Sesi strategis tingkat tinggi mempertemukan Shri Abhishek Singh, Sekretaris Tambahan, MeitY, CEO Misi IndiaAI dan DG, NIC, dalam perbincangan dengan Shri Vishal Dhupar, Direktur Pelaksana - Asia Selatan, NVIDIA, yang dimoderatori oleh Shri Sameer Jain, Direktur Pelaksana, Primus Partners. Diskusi ini membahas strategi India untuk mendemokratisasi infrastruktur AI, memperkuat kolaborasi publik-swasta, memungkinkan inovasi dalam skala besar, dan memajukan penciptaan AI Safety Commons global sembari membangun kapasitas sektor publik untuk AI yang bertanggung jawab dan tepercaya.

Kavita Bhatia, Ilmuwan ‘G’, Koordinator Grup, MeitY; COO Misi IndiaAI mempresentasikan gambaran umum Misi IndiaAI dan menguraikan visi dan prioritas India AI Impact Summit 2026

Konferensi ini juga menampilkan sesi tentang “Perspektif tentang AI Global, AI Nasional, dan AI Regional”, yang dibawakan oleh Sh. Avinash Sharma, Profesor, IIT Jodhpur, yang menyoroti bagaimana lembaga penelitian regional dapat memainkan peran penting dalam membentuk solusi AI yang relevan dan sesuai dengan konteks global.
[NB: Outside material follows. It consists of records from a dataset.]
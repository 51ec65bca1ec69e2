/// `sqlparser` expression helpers: identifier parts and aggregate calls.
pub mod expr;
/// Identifier and table-name normalization helpers (qualified names, quoted identifiers).
pub mod names;
/// Spider query-dict decoding and example loading.
pub mod spider;
/// SQL text lowering into the typed query grammar.
pub mod sql_parser;
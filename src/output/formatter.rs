use serde::Serialize;
use std::path::{Component, Path, PathBuf};
use tracing::info;

use crate::error::{AuditError, Result};
use crate::model::policy::PolicyMap;
use crate::output::record::DatasetRecord;
use crate::output::report::QaReport;

/// Write the records of `split` to `<output_dir>/<split>.json`.
pub fn write_dataset(output_dir: &Path, split: &str, records: &[DatasetRecord]) -> Result<PathBuf> {
    validate_output_name(split)?;
    let path = output_dir.join(format!("{split}.json"));
    write_json(&path, records)?;
    info!(path = %path.display(), records = records.len(), "wrote dataset");
    Ok(path)
}

#[derive(Serialize)]
struct PolicyFile<'a> {
    db_id: &'a str,
    policies: &'a PolicyMap,
}

/// Write one `<output_dir>/policies/<db_id>.json` file per database.
///
/// Returns the number of files written.
pub fn write_policies<'a>(
    output_dir: &Path,
    databases: impl IntoIterator<Item = (&'a str, &'a PolicyMap)>,
) -> Result<usize> {
    let dir = output_dir.join("policies");
    let mut written = 0;
    for (db_id, policies) in databases {
        validate_output_name(db_id)?;
        write_json(
            &dir.join(format!("{db_id}.json")),
            &PolicyFile { db_id, policies },
        )?;
        written += 1;
    }
    info!(dir = %dir.display(), databases = written, "wrote policy files");
    Ok(written)
}

/// Write `qa_report.json` and the Markdown `qa_report.md`.
pub fn write_qa_reports(output_dir: &Path, reports: &[QaReport], markdown: &str) -> Result<()> {
    write_json(&output_dir.join("qa_report.json"), reports)?;
    let md_path = output_dir.join("qa_report.md");
    std::fs::write(&md_path, markdown).map_err(|e| AuditError::io(&md_path, e))?;
    info!(path = %md_path.display(), "wrote QA report");
    Ok(())
}

fn write_json<T: Serialize + ?Sized>(path: &Path, value: &T) -> Result<()> {
    if let Some(parent) = path.parent() {
        std::fs::create_dir_all(parent).map_err(|e| AuditError::io(parent, e))?;
    }
    let mut json = serde_json::to_string_pretty(value)?;
    json.push('\n');
    std::fs::write(path, json).map_err(|e| AuditError::io(path, e))
}

/// Reject names that would place a file outside the output directory.
fn validate_output_name(name: &str) -> Result<()> {
    let invalid = |reason| {
        Err(AuditError::InvalidOutputName {
            name: name.to_string(),
            reason,
        })
    };
    if name.trim().is_empty() {
        return invalid("must not be empty");
    }
    let candidate = Path::new(name);
    if candidate.is_absolute() {
        return invalid("absolute paths are not allowed");
    }
    if candidate.components().any(|component| {
        matches!(
            component,
            Component::ParentDir | Component::RootDir | Component::Prefix(_)
        )
    }) {
        return invalid("traversal segments are not allowed");
    }
    if name.contains('/') || name.contains('\\') {
        return invalid("path separators are not allowed");
    }
    Ok(())
}

#[cfg(test)]
mod tests {
    use super::*;
    use crate::model::label::GoldLabel;
    use crate::model::policy::Policy;

    fn record() -> DatasetRecord {
        DatasetRecord {
            id: DatasetRecord::make_id("dev", 0),
            db_id: "shop".to_string(),
            question: "Names?".to_string(),
            original_sql: "SELECT name FROM users".to_string(),
            column_policies: PolicyMap::new(),
            violations_original: Vec::new(),
            gold_label: GoldLabel::Sql("SELECT name FROM users".to_string()),
            negative_examples: Vec::new(),
        }
    }

    #[test]
    fn write_dataset_reports_directory_creation_errors() {
        let dir = tempfile::tempdir().unwrap();
        let blocker = dir.path().join("blocker");
        std::fs::write(&blocker, "not a directory").unwrap();

        let err = write_dataset(&blocker, "dev", &[record()])
            .expect_err("directory creation should fail");
        assert!(matches!(err, AuditError::Io { .. }));
    }

    #[test]
    fn unsafe_names_are_rejected() {
        let dir = tempfile::tempdir().unwrap();

        for name in ["nested/dev", "../escape", "", "/abs"] {
            let err = write_dataset(dir.path(), name, &[])
                .expect_err("unsafe output name should fail validation");
            assert!(err.to_string().contains("Invalid output name"), "{err}");
        }

        let policies = PolicyMap::new();
        let err = write_policies(dir.path(), [("../db", &policies)])
            .expect_err("database ids are validated too");
        assert!(matches!(err, AuditError::InvalidOutputName { .. }));
    }

    #[test]
    fn dataset_and_policies_round_trip() {
        let dir = tempfile::tempdir().unwrap();
        let path = write_dataset(dir.path(), "dev", &[record()]).unwrap();
        assert_eq!(path, dir.path().join("dev.json"));

        let text = std::fs::read_to_string(&path).unwrap();
        let back: Vec<DatasetRecord> = serde_json::from_str(&text).unwrap();
        assert_eq!(back, vec![record()]);

        let mut policies = PolicyMap::new();
        policies.insert("users", "email", Policy::Hidden);
        assert_eq!(write_policies(dir.path(), [("shop", &policies)]).unwrap(), 1);
        let text = std::fs::read_to_string(dir.path().join("policies/shop.json")).unwrap();
        let value: serde_json::Value = serde_json::from_str(&text).unwrap();
        assert_eq!(value["db_id"], "shop");
        assert_eq!(value["policies"]["users.email"], "Hidden");
    }

    #[test]
    fn qa_reports_are_written_as_json_and_markdown() {
        let dir = tempfile::tempdir().unwrap();
        let reports = vec![crate::output::report::run_qa_check(&[], "dev")];
        write_qa_reports(dir.path(), &reports, "# report\n").unwrap();

        let json = std::fs::read_to_string(dir.path().join("qa_report.json")).unwrap();
        let back: Vec<QaReport> = serde_json::from_str(&json).unwrap();
        assert_eq!(back, reports);
        assert_eq!(
            std::fs::read_to_string(dir.path().join("qa_report.md")).unwrap(),
            "# report\n"
        );
    }
}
Sesi tematik paralel membahas aplikasi AI di dunia nyata di seluruh tata kelola, infrastruktur, inovasi, etika, dan ketenagakerjaan.
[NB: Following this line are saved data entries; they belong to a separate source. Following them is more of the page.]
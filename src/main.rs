//! CLI entry point for `sqlpolicy`.

use std::path::PathBuf;
use std::process;

use clap::Parser;
use sqlpolicy::classifier::overrides::load_overrides;
use sqlpolicy::classifier::rules::RuleSet;
use sqlpolicy::generator::rewriter::RewriteConfig;
use sqlpolicy::model::catalog::load_catalogs;
use sqlpolicy::output::formatter;
use sqlpolicy::output::report::{build_report, run_qa_check, PolicyStats};
use sqlpolicy::parser::spider::load_examples;
use sqlpolicy::pipeline::{build_contexts, process_split};
use tracing::{info, warn};
use tracing_subscriber::layer::SubscriberExt;
use tracing_subscriber::util::SubscriberInitExt;
use tracing_subscriber::EnvFilter;

#[derive(Parser)]
#[command(
    name = "sqlpolicy",
    about = "Label Spider queries against per-column usage policies"
)]
struct Cli {
    /// Spider data directory
    #[arg(long, default_value = "spider_data")]
    spider_dir: PathBuf,

    /// Schema file, relative to the Spider directory
    #[arg(long, default_value = "tables.json")]
    tables: PathBuf,

    /// Split to process as NAME=FILE (FILE relative to the Spider directory)
    #[arg(long = "split", value_parser = parse_split, default_values_t = default_splits())]
    splits: Vec<SplitArg>,

    /// Output directory
    #[arg(long, default_value = "data")]
    output_dir: PathBuf,

    /// JSON list of manual policy overrides
    #[arg(long)]
    overrides: Option<PathBuf>,

    /// JSON classification rule list replacing the built-in rules
    #[arg(long)]
    rules: Option<PathBuf>,

    /// Upper bound on rewrite passes
    #[arg(long, default_value_t = RewriteConfig::default().max_passes)]
    max_passes: usize,

    /// Print debug diagnostics
    #[arg(long)]
    verbose: bool,
}

#[derive(Debug, Clone, PartialEq, Eq)]
struct SplitArg {
    name: String,
    file: PathBuf,
}

impl std::fmt::Display for SplitArg {
    fn fmt(&self, f: &mut std::fmt::Formatter<'_>) -> std::fmt::Result {
        write!(f, "{}={}", self.name, self.file.display())
    }
}

fn parse_split(value: &str) -> Result<SplitArg, String> {
    let (name, file) = value
        .split_once('=')
        .ok_or_else(|| format!("expected NAME=FILE, got '{value}'"))?;
    if name.is_empty() || file.is_empty() {
        return Err(format!("expected NAME=FILE, got '{value}'"));
    }
    Ok(SplitArg {
        name: name.to_string(),
        file: PathBuf::from(file),
    })
}

fn default_splits() -> Vec<SplitArg> {
    vec![
        SplitArg {
            name: "train".to_string(),
            file: PathBuf::from("train_spider.json"),
        },
        SplitArg {
            name: "dev".to_string(),
            file: PathBuf::from("dev.json"),
        },
    ]
}

fn init_tracing(verbose: bool) {
    let default_level = if verbose { "debug" } else { "info" };
    let filter =
        EnvFilter::try_from_default_env().unwrap_or_else(|_| EnvFilter::new(default_level));
    tracing_subscriber::registry()
        .with(tracing_subscriber::fmt::layer().with_writer(std::io::stderr))
        .with(filter)
        .init();
}

fn main() {
    let cli = Cli::parse();
    init_tracing(cli.verbose);

    let catalogs = match load_catalogs(&cli.spider_dir.join(&cli.tables)) {
        Ok(catalogs) => catalogs,
        Err(e) => {
            eprintln!("Error loading schemas: {e}");
            process::exit(2);
        }
    };
    info!(databases = catalogs.len(), "loaded schemas");

    let rules = match &cli.rules {
        Some(path) => match RuleSet::load(path) {
            Ok(rules) => rules,
            Err(e) => {
                eprintln!("Error loading classification rules: {e}");
                process::exit(2);
            }
        },
        None => RuleSet::default(),
    };

    let overrides = match &cli.overrides {
        Some(path) => match load_overrides(path) {
            Ok(overrides) => overrides,
            Err(e) => {
                eprintln!("Error loading overrides: {e}");
                process::exit(2);
            }
        },
        None => Vec::new(),
    };

    let contexts = build_contexts(catalogs, &rules, &overrides);
    if let Err(e) = formatter::write_policies(
        &cli.output_dir,
        contexts
            .iter()
            .map(|(db_id, context)| (db_id.as_str(), &context.policies)),
    ) {
        eprintln!("Error writing policies: {e}");
        process::exit(2);
    }
    let stats = PolicyStats::collect(contexts.values().map(|context| &context.policies));

    let config = RewriteConfig {
        max_passes: cli.max_passes,
        ..RewriteConfig::default()
    };

    let mut reports = Vec::with_capacity(cli.splits.len());
    for split in &cli.splits {
        let examples = match load_examples(&cli.spider_dir.join(&split.file)) {
            Ok(examples) => examples,
            Err(e) => {
                eprintln!("Error loading split '{}': {e}", split.name);
                process::exit(2);
            }
        };
        let records = match process_split(&split.name, &examples, &contexts, &config) {
            Ok(records) => records,
            Err(e) => {
                eprintln!("Error processing split '{}': {e}", split.name);
                process::exit(2);
            }
        };
        if let Err(e) = formatter::write_dataset(&cli.output_dir, &split.name, &records) {
            eprintln!("Error writing split '{}': {e}", split.name);
            process::exit(2);
        }

        let report = run_qa_check(&records, &split.name);
        for warning in &report.warnings {
            warn!(split = %split.name, "{warning}");
        }
        reports.push(report);
    }

    let markdown = build_report(&stats, &reports);
    if let Err(e) = formatter::write_qa_reports(&cli.output_dir, &reports, &markdown) {
        eprintln!("Error writing QA report: {e}");
        process::exit(2);
    }

    // Exit code 1 flags datasets that miss a QA threshold.
    if reports.iter().any(|report| !report.is_clean()) {
        process::exit(1);
    }
}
Konferensi Dampak AI Regional Rajasthan berfungsi sebagai tonggak regional yang signifikan menjelang India AI Impact Summit 2026, yang memperkuat komitmen India dalam memanfaatkan AI untuk kepentingan publik, pertumbuhan inklusif, dan pembangunan berkelanjutan di seluruh wilayah.